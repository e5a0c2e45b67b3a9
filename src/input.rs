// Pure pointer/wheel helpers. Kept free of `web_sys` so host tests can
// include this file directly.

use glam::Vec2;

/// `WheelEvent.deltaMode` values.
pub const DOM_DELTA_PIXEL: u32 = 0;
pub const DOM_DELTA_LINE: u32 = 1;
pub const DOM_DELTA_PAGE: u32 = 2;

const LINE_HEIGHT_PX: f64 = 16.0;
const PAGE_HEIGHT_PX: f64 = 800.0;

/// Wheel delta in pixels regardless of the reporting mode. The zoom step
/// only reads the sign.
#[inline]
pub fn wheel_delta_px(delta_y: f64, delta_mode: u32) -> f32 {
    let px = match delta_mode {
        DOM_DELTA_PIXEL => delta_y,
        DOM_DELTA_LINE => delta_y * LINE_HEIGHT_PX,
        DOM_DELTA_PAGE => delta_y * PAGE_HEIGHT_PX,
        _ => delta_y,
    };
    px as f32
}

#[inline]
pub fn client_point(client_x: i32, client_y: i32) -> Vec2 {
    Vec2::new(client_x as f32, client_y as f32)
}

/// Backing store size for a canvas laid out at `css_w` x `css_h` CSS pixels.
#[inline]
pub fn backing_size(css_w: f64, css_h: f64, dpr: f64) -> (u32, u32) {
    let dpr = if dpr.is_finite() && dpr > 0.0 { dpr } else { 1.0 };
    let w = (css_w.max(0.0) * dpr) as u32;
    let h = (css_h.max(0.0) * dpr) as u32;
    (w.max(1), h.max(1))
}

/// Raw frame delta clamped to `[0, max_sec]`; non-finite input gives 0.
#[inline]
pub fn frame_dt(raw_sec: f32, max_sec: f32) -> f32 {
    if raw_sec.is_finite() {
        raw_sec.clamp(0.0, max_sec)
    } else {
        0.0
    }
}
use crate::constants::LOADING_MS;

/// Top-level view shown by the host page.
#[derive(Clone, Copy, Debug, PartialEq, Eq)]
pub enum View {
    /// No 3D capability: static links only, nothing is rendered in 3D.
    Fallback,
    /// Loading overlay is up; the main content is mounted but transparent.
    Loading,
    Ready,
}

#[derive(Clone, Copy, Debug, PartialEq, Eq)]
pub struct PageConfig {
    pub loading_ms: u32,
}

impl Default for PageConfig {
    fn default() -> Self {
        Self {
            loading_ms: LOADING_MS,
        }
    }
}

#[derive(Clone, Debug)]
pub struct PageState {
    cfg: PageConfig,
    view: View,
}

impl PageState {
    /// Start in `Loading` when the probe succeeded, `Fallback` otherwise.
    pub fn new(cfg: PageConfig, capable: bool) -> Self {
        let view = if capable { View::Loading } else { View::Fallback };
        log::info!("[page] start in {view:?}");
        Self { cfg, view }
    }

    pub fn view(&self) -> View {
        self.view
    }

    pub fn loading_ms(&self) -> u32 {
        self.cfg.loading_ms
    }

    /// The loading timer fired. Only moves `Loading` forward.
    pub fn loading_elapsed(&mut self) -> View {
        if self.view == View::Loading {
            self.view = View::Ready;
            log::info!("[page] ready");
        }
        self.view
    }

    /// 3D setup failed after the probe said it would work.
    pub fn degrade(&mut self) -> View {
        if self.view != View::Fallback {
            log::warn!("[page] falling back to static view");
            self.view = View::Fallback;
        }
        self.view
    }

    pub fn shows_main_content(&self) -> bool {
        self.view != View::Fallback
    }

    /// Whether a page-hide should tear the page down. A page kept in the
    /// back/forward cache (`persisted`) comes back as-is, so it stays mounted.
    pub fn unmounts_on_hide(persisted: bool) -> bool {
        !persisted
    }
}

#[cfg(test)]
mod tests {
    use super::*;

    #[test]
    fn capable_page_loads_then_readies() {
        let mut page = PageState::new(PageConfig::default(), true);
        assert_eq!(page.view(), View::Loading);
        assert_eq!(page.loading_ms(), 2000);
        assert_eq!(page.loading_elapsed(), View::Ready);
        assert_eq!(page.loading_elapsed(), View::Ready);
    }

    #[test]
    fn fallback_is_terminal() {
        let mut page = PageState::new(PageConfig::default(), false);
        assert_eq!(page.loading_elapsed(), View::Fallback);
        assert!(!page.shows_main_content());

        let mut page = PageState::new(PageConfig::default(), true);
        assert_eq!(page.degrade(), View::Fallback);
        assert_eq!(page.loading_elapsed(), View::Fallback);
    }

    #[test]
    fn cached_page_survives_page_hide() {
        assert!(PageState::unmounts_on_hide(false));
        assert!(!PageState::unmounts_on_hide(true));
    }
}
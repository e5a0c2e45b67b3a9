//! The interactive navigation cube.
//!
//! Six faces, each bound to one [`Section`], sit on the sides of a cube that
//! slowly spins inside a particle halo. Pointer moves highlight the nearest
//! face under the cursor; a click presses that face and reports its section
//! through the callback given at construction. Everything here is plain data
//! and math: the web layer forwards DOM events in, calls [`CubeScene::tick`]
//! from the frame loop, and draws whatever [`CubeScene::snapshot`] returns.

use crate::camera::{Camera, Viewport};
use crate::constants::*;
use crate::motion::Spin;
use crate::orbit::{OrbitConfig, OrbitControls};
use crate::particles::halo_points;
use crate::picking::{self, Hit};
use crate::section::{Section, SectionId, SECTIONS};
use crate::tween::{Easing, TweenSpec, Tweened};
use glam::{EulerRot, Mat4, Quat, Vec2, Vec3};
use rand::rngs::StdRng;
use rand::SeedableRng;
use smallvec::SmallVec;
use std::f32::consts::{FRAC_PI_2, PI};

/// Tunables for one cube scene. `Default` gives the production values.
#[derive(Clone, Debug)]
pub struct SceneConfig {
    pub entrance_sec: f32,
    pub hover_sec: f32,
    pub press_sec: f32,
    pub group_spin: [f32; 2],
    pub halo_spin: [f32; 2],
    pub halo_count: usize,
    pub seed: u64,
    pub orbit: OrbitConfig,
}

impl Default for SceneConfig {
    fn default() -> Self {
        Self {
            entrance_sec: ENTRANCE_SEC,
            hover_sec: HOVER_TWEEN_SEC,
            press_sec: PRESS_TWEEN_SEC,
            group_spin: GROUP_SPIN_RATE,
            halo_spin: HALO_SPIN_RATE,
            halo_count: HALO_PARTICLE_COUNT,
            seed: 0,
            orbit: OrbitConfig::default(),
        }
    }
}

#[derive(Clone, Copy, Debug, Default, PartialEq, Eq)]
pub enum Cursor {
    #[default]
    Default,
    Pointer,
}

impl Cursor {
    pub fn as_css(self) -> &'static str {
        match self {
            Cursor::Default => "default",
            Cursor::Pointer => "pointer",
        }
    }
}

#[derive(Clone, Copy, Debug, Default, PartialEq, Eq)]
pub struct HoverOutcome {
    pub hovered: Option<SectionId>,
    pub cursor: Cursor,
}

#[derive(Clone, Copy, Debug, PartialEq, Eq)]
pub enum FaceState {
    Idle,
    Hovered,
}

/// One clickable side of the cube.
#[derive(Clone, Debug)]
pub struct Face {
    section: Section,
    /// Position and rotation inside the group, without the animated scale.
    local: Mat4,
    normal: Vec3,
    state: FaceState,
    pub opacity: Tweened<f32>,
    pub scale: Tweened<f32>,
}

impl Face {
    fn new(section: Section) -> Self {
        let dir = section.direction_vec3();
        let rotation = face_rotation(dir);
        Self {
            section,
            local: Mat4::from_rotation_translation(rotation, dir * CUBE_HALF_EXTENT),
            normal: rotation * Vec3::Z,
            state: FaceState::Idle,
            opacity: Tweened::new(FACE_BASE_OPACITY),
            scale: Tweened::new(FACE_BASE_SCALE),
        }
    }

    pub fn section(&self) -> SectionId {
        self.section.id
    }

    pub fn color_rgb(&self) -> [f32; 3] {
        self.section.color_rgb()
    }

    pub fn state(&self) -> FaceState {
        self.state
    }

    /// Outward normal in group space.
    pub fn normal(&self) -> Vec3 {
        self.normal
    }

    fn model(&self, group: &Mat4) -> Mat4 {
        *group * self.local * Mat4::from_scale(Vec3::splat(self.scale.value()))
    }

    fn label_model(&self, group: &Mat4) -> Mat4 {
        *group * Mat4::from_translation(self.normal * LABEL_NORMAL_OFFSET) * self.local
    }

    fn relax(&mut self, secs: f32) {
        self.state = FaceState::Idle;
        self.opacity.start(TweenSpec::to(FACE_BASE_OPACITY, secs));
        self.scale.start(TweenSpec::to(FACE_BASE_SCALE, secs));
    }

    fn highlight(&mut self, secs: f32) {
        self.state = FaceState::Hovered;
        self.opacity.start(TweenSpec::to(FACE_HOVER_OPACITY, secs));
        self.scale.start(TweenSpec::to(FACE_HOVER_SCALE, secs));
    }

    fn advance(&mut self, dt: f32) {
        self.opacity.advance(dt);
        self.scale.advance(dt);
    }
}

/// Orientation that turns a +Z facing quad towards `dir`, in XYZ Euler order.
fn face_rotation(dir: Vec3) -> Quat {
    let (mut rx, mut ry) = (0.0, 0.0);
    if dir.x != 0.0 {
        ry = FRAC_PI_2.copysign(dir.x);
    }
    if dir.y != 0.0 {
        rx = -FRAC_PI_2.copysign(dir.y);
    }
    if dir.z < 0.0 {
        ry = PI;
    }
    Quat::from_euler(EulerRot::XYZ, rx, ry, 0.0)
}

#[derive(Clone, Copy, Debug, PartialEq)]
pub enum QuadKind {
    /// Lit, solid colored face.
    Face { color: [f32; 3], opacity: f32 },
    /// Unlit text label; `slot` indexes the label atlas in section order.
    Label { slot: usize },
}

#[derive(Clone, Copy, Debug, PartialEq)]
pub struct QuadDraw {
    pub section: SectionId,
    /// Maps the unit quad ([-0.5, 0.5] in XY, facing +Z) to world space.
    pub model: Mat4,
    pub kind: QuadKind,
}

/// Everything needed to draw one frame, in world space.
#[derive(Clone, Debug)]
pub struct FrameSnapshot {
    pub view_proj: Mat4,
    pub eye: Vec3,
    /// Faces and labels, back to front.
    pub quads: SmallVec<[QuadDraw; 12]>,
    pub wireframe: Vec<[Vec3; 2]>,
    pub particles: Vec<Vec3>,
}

────

▸ **WHAT YOU SHOULD DO**:
What you output must match the lines from the beginning of the material through the line with "const LINE_HEIGHT_PX: f64 = 16.0;" exactly, both ends included.

▸ **ANSWER TO THE PROBLEM**:
repository e5a0c2e45b67b3a9
filename src/input.rs
// Pure pointer/wheel helpers. Kept free of `web_sys` so host tests can
// include this file directly.

use glam::Vec2;

/// `WheelEvent.deltaMode` values.
pub const DOM_DELTA_PIXEL: u32 = 0;
pub const DOM_DELTA_LINE: u32 = 1;
pub const DOM_DELTA_PAGE: u32 = 2;

const LINE_HEIGHT_PX: f64 = 16.0;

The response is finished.